Currently leave_mm() unconditionally switches the cr3 to swapper_pg_dir.
But there is no need to change the cr3, if we already left that mm.

intel_idle() for example calls leave_mm() on every deep c-state entry where
the CPU flushes the TLB for us. Similarly flush_tlb_all() was also calling
leave_mm() whenever the TLB is in LAZY state.
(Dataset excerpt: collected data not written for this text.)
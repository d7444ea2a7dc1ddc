//! Hallucination filter for transcription results.
//!
//! Whisper-family models emit boilerplate subtitle artifacts on silence and
//! noise ("Thank you.", "Subtitles by..."). The filter is a static
//! set-membership and prefix check; it carries no state and learns nothing.

use std::collections::HashSet;

/// Known hallucinated outputs, matched exactly against trimmed text.
///
/// These are common subtitle-corpus artifacts the model falls back to when
/// the audio contains no speech.
const BLOCKLIST: &[&str] = &[
    "Thank you.",
    "Thanks for watching.",
    "You",
    "MBC",
    "Amara.org",
    "Subtitles by",
    "Subtitles",
    "Copyright",
    "©",
];

/// Text starting with this prefix and shorter than
/// [`SHORT_PREFIX_MAX_LEN`] bytes is rejected as a hallucination.
const SHORT_PREFIX: &str = "Thank you";

/// Length threshold for the short-prefix rule.
const SHORT_PREFIX_MAX_LEN: usize = 15;

/// Rejects known transcription-model hallucinations before a transcript is
/// forwarded.
#[derive(Debug, Clone)]
pub struct HallucinationFilter {
    blocklist: HashSet<String>,
}

impl Default for HallucinationFilter {
    fn default() -> Self {
        Self::new()
    }
}

impl HallucinationFilter {
    /// Create a filter with the built-in blocklist.
    pub fn new() -> Self {
        Self {
            blocklist: BLOCKLIST.iter().map(|s| s.to_string()).collect(),
        }
    }

    /// Create a filter with the built-in blocklist plus extra phrases.
    pub fn with_phrases<I, S>(phrases: I) -> Self
    where
        I: IntoIterator<Item = S>,
        S: Into<String>,
    {
        let mut filter = Self::new();
        filter
            .blocklist
            .extend(phrases.into_iter().map(|p| p.into()));
        filter
    }

    /// Apply the filter: returns the text unchanged if it passes, `None` if
    /// it is empty, whitespace, or a known hallucination.
    pub fn apply(&self, text: &str) -> Option<String> {
        let trimmed = text.trim();
        if trimmed.is_empty() {
            return None;
        }
        if self.blocklist.contains(trimmed) {
            return None;
        }
        // Short "Thank you..." variants with trailing junk
        if trimmed.starts_with(SHORT_PREFIX) && text.len() < SHORT_PREFIX_MAX_LEN {
            return None;
        }
        Some(text.to_string())
    }

    /// Number of phrases in the blocklist.
    pub fn len(&self) -> usize {
        self.blocklist.len()
    }

    /// True when the blocklist is empty (never the case for `new()`).
    pub fn is_empty(&self) -> bool {
        self.blocklist.is_empty()
    }
}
Both these paths will be
improved with this change.

Signed-off-by: Suresh Siddha <suresh.b.siddha@intel.com>
---
 arch/x86/mm/tlb.c |    6 +++---
 1 files changed, 3 insertions(+), 3 deletions(-)

diff --git a/arch/x86/mm/tlb.c b/arch/x86/mm/tlb.c
index d6c0418..ad695cc 100644
--- a/arch/x86/mm/tlb.c
+++ b/arch/x86/mm/tlb.c
@@ -61,11 +61,11 @@ static DEFINE_PER_CPU_READ_MOSTLY(int, tlb_vector_offset);
  */
 void leave_mm(int cpu)
 {
+	struct mm_struct *active_mm = percpu_read(cpu_tlbstate.active_mm);
 	if (percpu_read(cpu_tlbstate.state) == TLBSTATE_OK)
 		BUG();
-	cpumask_clear_cpu(cpu,
-			  mm_cpumask(percpu_read(cpu_tlbstate.active_mm)));
-	load_cr3(swapper_pg_dir);
+	if (cpumask_test_and_clear_cpu(cpu, mm_cpumask(active_mm)))
+		load_cr3(swapper_pg_dir);
 }
 EXPORT_SYMBOL_GPL(leave_mm);
 



^ permalink raw reply related	[flat|nested] 10+ messages in thread

* Re: [patch] x86, tlb: switch cr3 in leave_mm() only when needed
  2012-03-22 23:33 [patch] x86, tlb: switch cr3 in leave_mm() only when needed Suresh Siddha
@ 2012-03-22 23:44 ` Linus Torvalds
  2012-03-23  0:01   ` Suresh Siddha
  0 siblings, 1 reply; 10+ messages in thread
From: Linus Torvalds @ 2012-03-22 23:44 UTC (permalink / raw)
  To: Suresh Siddha; +Cc: Ingo Molnar, H. Peter Anvin, Len Brown, LKML

On Thu, Mar 22, 2012 at 4:33 PM, Suresh Siddha
<suresh.b.siddha@intel.com> wrote:
>
> Currently leave_mm() unconditionally switches the cr3 to swapper_pg_dir.
> But there is no need to change the cr3, if we already left that mm.
>
> intel_idle() for example calls leave_mm() on every deep c-state entry where
> the CPU flushes the TLB for us. Similarly flush_tlb_all() was also calling
> leave_mm() whenever the TLB is in LAZY state. Both these paths will be
> improved with this change.

Hmm. If this is reasonably common (and intel_idle() certainly is),
maybe we shouldn't even do the "test_and_clear" RMW cycle.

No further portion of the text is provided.